Elos de ministros do STF com Master precisam ser investigados, diz presidente da OAB-SP

Arthur Guimarães de Oliveira

São Paulo

O presidente da OAB-SP (Ordem dos Advogados Brasil, Seção São Paulo), Leonardo Sica, afirmou nesta segunda-feira (6) que já existem elementos suficientes para que ministros do STF (Supremo Tribunal Federal) sejam investigados por ligações com o Banco Master.

“Tudo que eu conheço é pelas notícias, e acho que as notícias merecem investigações, sim.
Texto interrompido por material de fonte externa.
//! System bootstrap.
//!
//! Best-effort steps for a fresh Ubuntu host. Apart from the swap, hosts and
//! timezone steps, nothing here checks remote state before acting.

use crate::error::{Error, Result};
use crate::output::Outcome;
use crate::registry::{param, ParamSpec, TaskArgs, TaskSpec};
use crate::session::{Scope, Session};
use crate::tasks::{file_name, local_path, users};
use crate::utils::shell::{quote_arg, quote_path};

const APACHE_PACKAGES: &[&str] = &["apache2", "apache2-utils", "libapache2-mod-wsgi"];
const POSTGRES_PACKAGES: &[&str] = &["postgresql", "python-egenix-mxdatetime"];

const DEFAULT_TZ_FILE: &str = "/usr/share/zoneinfo/Etc/UTC";
const DEFAULT_TZ_CONFIG: &str = "/etc/localtime";

/// Enable universe sources, refresh the package index and upgrade.
pub fn update(s: &mut Session<'_>) -> Result<Outcome> {
    s.uncomment("/etc/apt/sources.list", "deb.*universe", true)?;
    s.sudo("apt-get update -y")?;
    s.sudo("apt-get upgrade -y")?;
    Ok(Outcome::Completed)
}

/// Upload each configured debconf seed and feed it to `debconf-set-selections`.
pub fn install_debconf_seeds(s: &mut Session<'_>) -> Result<Outcome> {
    let settings = s.settings();
    let root = settings.template_root();

    s.sudo("apt-get -y install debconf-utils")?;
    for seed in &settings.debconf_seeds {
        let local = local_path(seed, &root);
        let remote = format!("/tmp/{}", file_name(&local));
        log_status!("system", "Installing seed: {}", remote);
        s.upload(&local, &remote, false)?;
        s.sudo(&format!("debconf-set-selections {}", quote_path(&remote)))?;
    }
    Ok(Outcome::Completed)
}

pub fn install_base_packages(s: &mut Session<'_>) -> Result<Outcome> {
    let packages = &s.settings().base_packages;
    if packages.is_empty() {
        return Ok(Outcome::skipped("No basePackages configured"));
    }
    for pkg in packages {
        s.sudo(&format!("apt-get -y install {}", quote_arg(pkg)))?;
    }
    Ok(Outcome::Completed)
}

/// Point apticron notifications at the sysadmins' addresses.
pub fn config_apticron(s: &mut Session<'_>) -> Result<Outcome> {
    let emails = s.settings().sysadmin_emails();
    if emails.is_empty() {
        return Ok(Outcome::skipped("No sysadmin email addresses configured"));
    }
    s.sed(
        "/etc/apticron/apticron.conf",
        "\"root\"",
        &format!("\"{}\"", emails.join(" ")),
        "EMAIL=",
        true,
    )?;
    Ok(Outcome::Completed)
}

/// Disable root and password logins, then restart sshd.
///
/// Make sure sysadmin accounts with keys exist before running this.
pub fn config_sshd(s: &mut Session<'_>) -> Result<Outcome> {
    let sshd_config = "/etc/ssh/sshd_config";
    s.sed(sshd_config, "yes", "no", "PermitRootLogin", true)?;
    s.sed(
        sshd_config,
        "#PasswordAuthentication yes",
        "PasswordAuthentication no",
        "",
        true,
    )?;
    s.sudo("/etc/init.d/ssh restart")?;
    Ok(Outcome::Completed)
}

/// Apache with mod_wsgi backed by a shared virtualenv, plus mod_ssl.
pub fn install_apache(s: &mut Session<'_>) -> Result<Outcome> {
    for pkg in APACHE_PACKAGES {
        s.sudo(&format!("apt-get -y install {}", pkg))?;
    }
    s.sudo("virtualenv --no-site-packages /var/www/virtualenv")?;
    s.append(
        "/etc/apache2/conf.d/wsgi-virtualenv",
        &["WSGIPythonHome /var/www/virtualenv"],
        true,
    )?;
    s.sudo("a2enmod ssl")?;
    s.append("/etc/apache2/httpd.conf", &["ServerName localhost"], true)?;
    apache_reload(s)
}

pub fn install_postgres(s: &mut Session<'_>) -> Result<Outcome> {
    for pkg in POSTGRES_PACKAGES {
        s.sudo(&format!("apt-get -y install {}", pkg))?;
    }
    s.sudo("apt-get -y build-dep psycopg2")?;
    Ok(Outcome::Completed)
}

/// Create `/swapfile` of `size_mb` megabytes and register it in fstab.
/// No-op when no size resolves.
pub fn setup_swap(s: &mut Session<'_>, size_mb: Option<i64>) -> Result<Outcome> {
    let size = match s.resolver().number(size_mb, "SWAP_SIZE", None)? {
        Some(size) if size > 0 => size,
        _ => return Ok(Outcome::skipped("No swap size given")),
    };
    let blocks = size.checked_mul(1024).ok_or_else(|| {
        Error::validation_invalid_argument(
            "swap_size",
            "Swap size is too large",
            Some(size.to_string()),
            None,
        )
    })?;

    s.sudo(&format!(
        "dd if=/dev/zero of=/swapfile bs=1024 count={}",
        blocks
    ))?;
    s.sudo("mkswap /swapfile")?;
    s.sudo("chown root:root /swapfile")?;
    s.sudo("chmod 0600 /swapfile")?;
    s.sudo("swapon /swapfile")?;
    s.append("/etc/fstab", &["/swapfile swap swap defaults 0 0"], true)?;
    Ok(Outcome::Completed)
}

/// Write the hostname to `/etc/hostname` and a `127.0.1.1` line to `/etc/hosts`.
///
/// Falls back to the selected host's label when no hostname is given.
pub fn setup_hosts(s: &mut Session<'_>, hostname: Option<&str>) -> Result<Outcome> {
    let fallback = s.hostname().to_string();
    let hostname = s
        .resolver()
        .opt_text(hostname, "HOSTNAME", Some(fallback.as_str()))?
        .unwrap_or_default();
    if hostname.is_empty() {
        return Ok(Outcome::skipped("setup_hosts requires a hostname"));
    }

    let entry = format!("127.0.1.1\t{}", hostname);
    s.append("/etc/hosts", &[entry.as_str()], true)?;
    s.sudo(&format!("hostname {}", quote_arg(&hostname)))?;
    s.sudo(&format!("echo {} > /etc/hostname", quote_arg(&hostname)))?;
    Ok(Outcome::Completed)
}

/// Copy a zoneinfo file over the system timezone, if the file exists.
pub fn set_timezone(
    s: &mut Session<'_>,
    tz_file: Option<&str>,
    tz_config: Option<&str>,
) -> Result<Outcome> {
    let r = s.resolver();
    let tz_file = r.text(tz_file, "TZ_FILE", DEFAULT_TZ_FILE)?;
    let tz_config = r.text(tz_config, "TZ_CONFIG", DEFAULT_TZ_CONFIG)?;

    if !s.exists(&tz_file, false)? {
        return Ok(Outcome::skipped(format!("{} does not exist", tz_file)));
    }
    s.sudo(&format!("cp {} {}", quote_path(&tz_file), quote_path(&tz_config)))?;
    Ok(Outcome::Completed)
}

/// Graceful restart: reloads configuration without dropping connections.
pub fn apache_reload(s: &mut Session<'_>) -> Result<Outcome> {
    s.sudo("/etc/init.d/apache2 reload")?;
    Ok(Outcome::Completed)
}

/// Full restart. Only needed after changing Apache itself, e.g. new modules.
pub fn apache_restart(s: &mut Session<'_>) -> Result<Outcome> {
    s.sudo("/etc/init.d/apache2 restart")?;
    Ok(Outcome::Completed)
}

/// Symlink a system package into a project virtualenv's site-packages.
pub fn patch_virtualenv(
    s: &mut Session<'_>,
    user: &str,
    package_path: &str,
    virtualenv_path: &str,
    python: &str,
) -> Result<Outcome> {
    let target = format!(
        "/home/{}/{}/lib/{}/site-packages/",
        user, virtualenv_path, python
    );
    s.within(Scope::new().as_user(user), |s| {
        s.run(&format!("ln -s {} {}", quote_path(package_path), quote_path(&target)))
    })?;
    Ok(Outcome::Completed)
}

/// Options for [`init_server`].
#[derive(Debug, Clone)]
pub struct InitOptions {
    pub swap_size: Option<i64>,
    pub apache: bool,
    pub postgres: bool,
}

impl Default for InitOptions {
    fn default() -> Self {
        Self {
            swap_size: None,
            apache: true,
            postgres: true,
        }
    }
}

/// Baseline configuration of a fresh server.
pub fn init_server(s: &mut Session<'_>, options: &InitOptions) -> Result<Outcome> {
    setup_swap(s, options.swap_size)?;
    setup_hosts(s, None)?;
    update(s)?;
    set_timezone(s, None, None)?;
    install_debconf_seeds(s)?;
    install_base_packages(s)?;
    config_apticron(s)?;
    users::create_sysadmins(s)?;
    users::config_sudo(s)?;
    if options.apache {
        install_apache(s)?;
    }
    if options.postgres {
        install_postgres(s)?;
    }
    config_sshd(s)?;
    Ok(Outcome::Completed)
}

const NO_PARAMS: &[ParamSpec] = &[];

const SWAP_PARAMS: &[ParamSpec] = &[param("size", Some("SWAP_SIZE"), "Swap size in MB")];

const HOSTS_PARAMS: &[ParamSpec] = &[param(
    "hostname",
    Some("HOSTNAME"),
    "Hostname to apply (defaults to the selected host label)",
)];

const TIMEZONE_PARAMS: &[ParamSpec] = &[
    param("tz_file", Some("TZ_FILE"), "Zoneinfo file to install"),
    param("tz_config", Some("TZ_CONFIG"), "Destination, usually /etc/localtime"),
];

const PATCH_PARAMS: &[ParamSpec] = &[
    param("user", None, "Project account owning the virtualenv"),
    param("package_path", None, "Remote package directory to link"),
    param("virtualenv_path", None, "Virtualenv relative to the account home (default env)"),
    param("python", None, "Python lib directory name (default python2.6)"),
];

const INIT_PARAMS: &[ParamSpec] = &[
    param("swap_size", Some("SWAP_SIZE"), "Swap size in MB; omitted skips swap"),
    param("apache", None, "Install Apache (default true)"),
    param("postgres", None, "Install PostgreSQL (default true)"),
];

pub fn tasks() -> Vec<TaskSpec> {
    vec![
        TaskSpec {
            name: "update",
            domain: "system",
            summary: "Enable universe sources, refresh the package index and upgrade",
            params: NO_PARAMS,
            runner: |s, _| update(s),
        },
        TaskSpec {
            name: "install_debconf_seeds",
            domain: "system",
            summary: "Install debconf seed files for unattended package configuration",
            params: NO_PARAMS,
            runner: |s, _| install_debconf_seeds(s),
        },
        TaskSpec {
            name: "install_base_packages",
            domain: "system",
            summary: "Install every package listed in basePackages",
            params: NO_PARAMS,
            runner: |s, _| install_base_packages(s),
        },
        TaskSpec {
            name: "config_apticron",
            domain: "system",
            summary: "Send apticron notifications to the sysadmins",
            params: NO_PARAMS,
            runner: |s, _| config_apticron(s),
        },
        TaskSpec {
            name: "config_sshd",
            domain: "system",
            summary: "Disable root and password SSH logins",
            params: NO_PARAMS,
            runner: |s, _| config_sshd(s),
        },
        TaskSpec {
            name: "install_apache",
            domain: "system",
            summary: "Install Apache with mod_wsgi and mod_ssl",
            params: NO_PARAMS,
            runner: |s, _| install_apache(s),
        },
        TaskSpec {
            name: "install_postgres",
            domain: "system",
            summary: "Install PostgreSQL and psycopg2 build dependencies",
            params: NO_PARAMS,
            runner: |s, _| install_postgres(s),
        },
        TaskSpec {
            name: "setup_swap",
            domain: "system",
            summary: "Create and enable a swap file",
            params: SWAP_PARAMS,
            runner: |s, a| setup_swap(s, a.number("size")?),
        },
        TaskSpec {
            name: "setup_hosts",
            domain: "system",
            summary: "Set the hostname and its /etc/hosts entry",
            params: HOSTS_PARAMS,
            runner: |s, a| setup_hosts(s, a.text("hostname")),
        },
        TaskSpec {
            name: "set_timezone",
            domain: "system",
            summary: "Install a zoneinfo file as the system timezone",
            params: TIMEZONE_PARAMS,
            runner: |s, a| set_timezone(s, a.text("tz_file"), a.text("tz_config")),
        },
        TaskSpec {
            name: "apache_reload",
            domain: "system",
            summary: "Gracefully reload Apache",
            params: NO_PARAMS,
            runner: |s, _| apache_reload(s),
        },
        TaskSpec {
            name: "apache_restart",
            domain: "system",
            summary: "Restart Apache",
            params: NO_PARAMS,
            runner: |s, _| apache_restart(s),
        },
        TaskSpec {
            name: "patch_virtualenv",
            domain: "system",
            summary: "Link a system package into a project virtualenv",
            params: PATCH_PARAMS,
            runner: run_patch_virtualenv,
        },
        TaskSpec {
            name: "init_server",
            domain: "system",
            summary: "Run the full bootstrap sequence on a fresh server",
            params: INIT_PARAMS,
            runner: run_init_server,
        },
    ]
}

fn run_patch_virtualenv(s: &mut Session<'_>, args: &TaskArgs) -> Result<Outcome> {
    patch_virtualenv(
        s,
        args.require("user")?,
        args.require("package_path")?,
        args.text("virtualenv_path").unwrap_or("env"),
        args.text("python").unwrap_or("python2.6"),
    )
}

fn run_init_server(s: &mut Session<'_>, args: &TaskArgs) -> Result<Outcome> {
    let options = InitOptions {
        swap_size: args.number("swap_size")?,
        apache: args.flag("apache")?.unwrap_or(true),
        postgres: args.flag("postgres")?.unwrap_or(true),
    };
    init_server(s, &options)
}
Nós temos que apontar para a Procuradoria-Geral da República, que está silente”, afirmou Sica.

De acordo com o advogado, o Conselho Federal da OAB está em contato com a PGR para levar essa pauta adiante. Como mostrou a Folha, o combo de elos revelados entre magistrados e o ex-banqueiro Daniel Vorcaro pressionam Paulo Gonet para que os fatos sejam investigados.

“A melhor situação para quem está sob suspeita é ter uma investigação, porque te permite sair da suspeita, te permite filtrar a suspeita. Se existem suspeitas, a melhor solução que a nossa democracia conhece é a investigação”, disse Sica, que é criminalista.

“Até porque haverá coisas que não são comprovadas, que são comprovadas, que não são bem assim. Agora, quando não tem investigação, a gente fica em suposições, baseadas nos fatos. A gente conhece os fatos, mas as pessoas têm que se explicar.”

Questionado sobre a quem estaria se referindo, o presidente da OAB-SP afirmou que não deseja personalizar. “Não estou dizendo sobre pessoas. Ter pessoas sobre suspeita não me preocupa. Me preocupa ter uma instituição sobre suspeita.”

“Acho que fatos precisam ser investigados. Ministros recebem carona em jatos particulares. A gente tem que investigar amplamente isso, investigar amplamente todo e qualquer. Até porque, pelo que vocês vêm noticiando… Não quero personalizar mesmo, senão a gente não enfrenta o problema.”

A declaração foi dada a jornalistas na sede da OAB-SP, no centro da capital paulista, onde ocorre evento promovido pela entidade para debater o Poder Judiciário.

Sobre código de ética, Sica afirmou que vai conversar com a ministra Cármen Lúcia, relatora da proposta no Supremo, e que espera que um projeto sai do papel, embora não exatamente nos moldes ventilados pela OAB-SP.

A seção paulista da Ordem é uma das defensoras de linha de frente de um código de conduta para ministros do STF. Em janeiro, a entidade propôs um modelo com diretrizes para maior transparência, restrições sobre conflito de interesse e regras para uma quarentena após a saída do cargo.

Uma alternativa estudada pela instituição é apresentar um projeto de código de conduta diretamente ao CNJ (Conselho Nacional de Justiça) ao qual o STF não está subordinado.

“O Conselho Nacional de Justiça pode adotar um código de conduta que vale para todos os juízes, menos do Supremo Tribunal Federal. Porém, a gente acredita que fazendo isso a gente cria um ambiente mais favorável ou mais difícil de manter as resistências [internas no STF].”

Código de ética

O presidente do TST (Tribunal Superior do Trabalho), ministro Luiz Philippe Vieira de Mello Filho, afirmou em palestra que não poderia tratar de STF, mas defendeu a adoção de um código de ética pelo Judiciário.

“A magistratura brasileira é uma seria muito bem formada, mas tem uma minoria que causa um estrago monumental.”

“A justiça só pode vir pelo melhor argumento, pelo melhor direito, pela melhor qualidade argumentativa, e não por estratégias, fraudes e manipulações como tem ocorrido”, afirmou o magistrado.

Senão, questionou ele, por que as pessoas investem em suas formações, se o que garante a justiça é proximidade com ministros, encontrar caminhos, fazer lobbies? “[O código de ética] é uma questão de urgência”, disse. “Nós, juízes, ou entendemos a complexa teia que pode desvirtuar o direito, ou seremos feitos reféns.”